By Richard Black
Environment correspondent, BBC News website
The US government has given the green light to the production and marketing of foods derived from cloned animals.
The industry believes cloning makes for predictable animals
After six years of study, the Food and Drug Administration (FDA) ruled that meat and milk from cloned pigs, cattle and goats and their offspring is safe.
Lack of data meant the agency could not reach a decision on sheep products.
The FDA does not expect to see a lot of products from cloned animals being sold now, because of cost. It expects clones would first be used for breeding.
The agency released almost identical draft conclusions in December 2006. Since then, new scientific information has strengthened its central view.
"After reviewing additional data and the public comments in the intervening year since the release of our draft documents on cloning, we conclude that meat and milk from cattle, swine, and goat clones are as safe as the food we eat every day," said Stephen Sundlof, director of the FDA's Center for Food Safety and Applied Nutrition.
The FDA will not require food derived from cloned animals to be labelled as such.
The agency was criticised by activist groups and by US politicians who were not convinced that enough scientific data was available to justify a decision.
"The FDA has acted recklessly, and I am profoundly disappointed in their rush to approve cloned foods," said Maryland Senator Barbara Mikulski, co-sponsor of a bill amendment passed by the US Senate which asked the FDA not to rule until further research was available.
"Just because something was created in a lab, doesn't mean we should have to eat it."
Her criticisms were echoed by Andrew Kimbrell of the Center for Food Safety, a prominent US pressure group.
"The FDA's bull-headed action disregards the will of the public and the Senate and opens a literal Pandora's Box," he said.
"The FDA based their decision on an incomplete and flawed review that relies on studies supplied by cloning companies that want to force cloning technology on American consumers."
Observers do not anticipate a rush to market cloned milk and meat
A survey in 2005 by the Pew Charitable Trusts found that two-thirds of US consumers were "uncomfortable" with animal cloning; nearly half believed food from clones would be unsafe to eat.
Some US food companies have indicated they do not plan to stock products derived from cloned animals.
But Smithfields, which claims to be the biggest producer of pigs and pork products in the country, left the door open to a change of tack, saying it would "continue to monitor further scientific research on this technology" and was committed to improving its products "through careful selective breeding and genetic research".
Breeders themselves expressed their approval.
"The biotechnology industry applauds the FDA for its comprehensive scientific review of this new assisted reproductive technology," said Jim Greenwood, president and CEO of the Biotechnology Industry Organization (Bio), which represents companies and institutions in the biotech field.
"Cloning... can effectively help livestock producers deliver what consumers want: high-quality, safe, abundant and nutritious foods in a consistent manner."
US authorities do not expect to see a wave of products derived from cloned animals on the shelves immediately.
Creating a clone is far more expensive than breeding animals conventionally.

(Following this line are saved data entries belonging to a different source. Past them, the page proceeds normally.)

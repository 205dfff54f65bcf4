//! Core module: domain state and operations behind the menus

pub mod audit;
pub mod catalog;
pub mod config;
pub mod context;
pub mod faq;
pub mod models;

/// Returns the current version of the `hindeburg-ssp` crate
#[must_use]
pub const fn get_version() -> &'static str {
    env!("CARGO_PKG_VERSION")
}
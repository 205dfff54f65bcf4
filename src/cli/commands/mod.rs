//! CLI command handlers for the Hindeburg Self Service Portal.
//!
//! Each subcommand is implemented in its own submodule.

pub mod config;
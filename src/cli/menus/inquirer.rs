//! FAQ consultation and staff contact, open to guests and authenticated users

use hindeburg_ssp::core::audit;
use hindeburg_ssp::core::context::SharedContext;
use hindeburg_ssp::core::faq::{FaqItem, FaqSection};
use hindeburg_ssp::core::models::Inquiry;
use hindeburg_ssp::external::email::is_valid_email;
use hindeburg_ssp::external::EmailService;

use super::faq_parent_topic;
use crate::console::Console;

/// Browse the FAQ tree, optionally filtered by course code.
///
/// Inside a topic, `[-2]`/`[-3]` subscribe to or unsubscribe from update
/// notifications for that topic.
pub fn consult_faq(ctx: &mut SharedContext, console: &Console) {
    let actor = ctx.current_user_email();

    let mut course_tag: Option<String> = None;
    if console.get_yes_no_input("Would you like to filter by course code?") {
        let tag = console.get_input("Enter the course code");
        if tag.trim().is_empty() {
            // blank means no filter
        } else if ctx.catalog.has_code(&tag) {
            course_tag = Some(tag);
        } else {
            console.display_error(&format!(
                "Course with code {tag} does not exist. Showing all FAQ items"
            ));
            audit::log_action(
                &actor,
                "consultFAQ",
                &tag,
                "FAILURE (Error: The tag must correspond to a course code)",
            );
        }
    }

    let mut path: Vec<usize> = Vec::new();
    loop {
        if path.is_empty() {
            console.display_faq(&ctx.faq);
            console.display_info("[-1] Return to main menu");
        } else {
            let Some(section) = ctx.faq.section_at(&path) else {
                path.clear();
                continue;
            };
            display_section(console, section, course_tag.as_deref());
            console.display_info(&format!(
                "[-1] Return to {}",
                faq_parent_topic(&ctx.faq, &path)
            ));
            console.display_info("[-2] Request updates for this topic");
            console.display_info("[-3] Stop receiving updates for this topic");
        }

        let input = console.get_input("Please choose an option: ");
        match input.parse::<i32>() {
            Ok(-1) => {
                if path.is_empty() {
                    break;
                }
                path.pop();
            }
            Ok(-2) if !path.is_empty() => subscribe_to_topic(ctx, console, &path),
            Ok(-3) if !path.is_empty() => unsubscribe_from_topic(ctx, console, &path),
            Ok(option_no) => {
                let section_count = if path.is_empty() {
                    ctx.faq.sections.len()
                } else {
                    ctx.faq
                        .section_at(&path)
                        .map_or(0, |section| section.subsections.len())
                };
                match usize::try_from(option_no) {
                    Ok(index) if index < section_count => path.push(index),
                    _ => console.display_error(&format!("Invalid option: {option_no}")),
                }
            }
            Err(_) => console.display_error(&format!("Invalid option: {input}")),
        }
    }

    let input_summary =
        course_tag.map_or_else(|| "-".to_string(), |tag| format!("courseTag={tag}"));
    audit::log_action(&actor, "consultFAQ", &input_summary, audit::SUCCESS);
}

/// Record an inquiry to staff, prompting guests for a reply address
pub fn contact_staff(ctx: &mut SharedContext, console: &Console, email: &dyn EmailService) {
    let inquirer_email = match ctx.current_user.email() {
        Some(address) => address.to_string(),
        None => {
            let entered = console.get_input("Enter your email address: ");
            if !is_valid_email(&entered) {
                console.display_error("Invalid email address! Please try again");
                return;
            }
            entered
        }
    };

    let subject = console.get_input("Describe the topic of your inquiry in a few words: ");
    if subject.trim().is_empty() {
        console.display_error("Inquiry subject cannot be blank! Please try again");
        return;
    }

    let content = console.get_input("Write your inquiry:\n");
    if content.trim().is_empty() {
        console.display_error("Inquiry content cannot be blank! Please try again");
        return;
    }

    ctx.inquiries
        .push(Inquiry::new(inquirer_email.clone(), subject.clone(), content));

    email.send_email(
        &ctx.admin_staff_email,
        &ctx.admin_staff_email,
        &format!("New inquiry from {inquirer_email}"),
        &format!(
            "Subject: {subject}\nPlease log into the Self Service Portal to review and respond to the inquiry."
        ),
    );
    audit::log_action(&inquirer_email, "contactStaff", &subject, audit::SUCCESS);
    console.display_success("Your inquiry has been recorded. Someone will be in touch via email soon!");
}

fn display_section(console: &Console, section: &FaqSection, course_tag: Option<&str>) {
    match course_tag {
        Some(tag) => console.display_info(&format!("{} (Filtered by  {tag})", section.topic)),
        None => console.display_info(&section.topic),
    }
    console.display_divider();

    let relevant_items: Vec<&FaqItem> = match course_tag {
        Some(tag) => section
            .items
            .iter()
            .filter(|item| item.has_tag(tag))
            .collect(),
        None => section.items.iter().collect(),
    };

    if relevant_items.is_empty() {
        if let Some(tag) = course_tag {
            console.display_info(&format!(
                "There are no questions for course '{tag}' in this topic."
            ));
            console.display_info("You can navigate to other topics to find relevant questions.");
        }
    } else {
        for item in relevant_items {
            console.display_info(&format!("{} {}", item.id, item.question));
            console.display_info(&format!("> {}", item.answer));
            // course tags only appear when not already filtering by one
            if course_tag.is_none() {
                if let Some(tag) = item.course_tag.as_deref().filter(|tag| !tag.is_empty()) {
                    console.display_info(&format!("> {tag}"));
                }
            }
            console.display_divider();
        }
    }

    if !section.subsections.is_empty() {
        console.display_info("Subsections:");
        for (i, subsection) in section.subsections.iter().enumerate() {
            console.display_info(&format!("[{i}] {}", subsection.topic));
        }
    }
}

/// Address to subscribe with: the session email, or a prompted and
/// validated one for guests
fn subscriber_email(ctx: &SharedContext, console: &Console) -> Option<String> {
    if let Some(address) = ctx.current_user.email() {
        return Some(address.to_string());
    }
    let entered = console.get_input("Enter your email address: ");
    if is_valid_email(&entered) {
        Some(entered)
    } else {
        console.display_error("Invalid email address! Please try again");
        None
    }
}

fn subscribe_to_topic(ctx: &mut SharedContext, console: &Console, path: &[usize]) {
    let Some(topic) = ctx.faq.topic_path(path) else {
        return;
    };
    let Some(address) = subscriber_email(ctx, console) else {
        return;
    };
    if ctx.register_for_faq_updates(&address, &topic) {
        console.display_success(&format!(
            "Successfully registered for updates on topic '{topic}'."
        ));
    } else {
        console.display_warning(&format!(
            "You are already registered for updates on topic '{topic}'."
        ));
    }
}

fn unsubscribe_from_topic(ctx: &mut SharedContext, console: &Console, path: &[usize]) {
    let Some(topic) = ctx.faq.topic_path(path) else {
        return;
    };
    let Some(address) = subscriber_email(ctx, console) else {
        return;
    };
    if ctx.unregister_for_faq_updates(&address, &topic) {
        console.display_success(&format!(
            "Successfully unregistered from updates on topic '{topic}'."
        ));
    } else {
        console.display_warning(&format!(
            "You are not registered for updates on topic '{topic}'."
        ));
    }
}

The US Department of Agriculture (USDA) believes it is more likely that companies will produce clones with "desirable" traits, breed them, and bring products from the offspring into the food chain.
The USDA is asking companies not to market products immediately, but to continue observing the moratorium they agreed to in 2001 when the FDA began its deliberations.
"USDA encourages the cloning industry continue its voluntary moratorium for a sufficient period of time to prepare so that a smooth and seamless transition into the marketplace can occur," it said in a statement.
The US developments will be watched closely in Europe, where evaulation of cloned animals is at an earlier stage.
Last week the European Food Safety Authority (Efsa) initiated a public consultation on its draft guidance.
The draft concluded, among other things, that:
- foods from cloned pigs and cattle are essentially identical to those from conventionally bred animals
- animal cloning is unlikely to have environmental impacts
- there are health and welfare issues, but these are likely to diminish as technology progresses
The EU has indicated that if products from cloned animals were approved, they would have to be labelled.
This contrasts directly with the US position, opening up the possibility of trade disputes similar to the lengthy and costly row between the EU and US over genetically modified foods.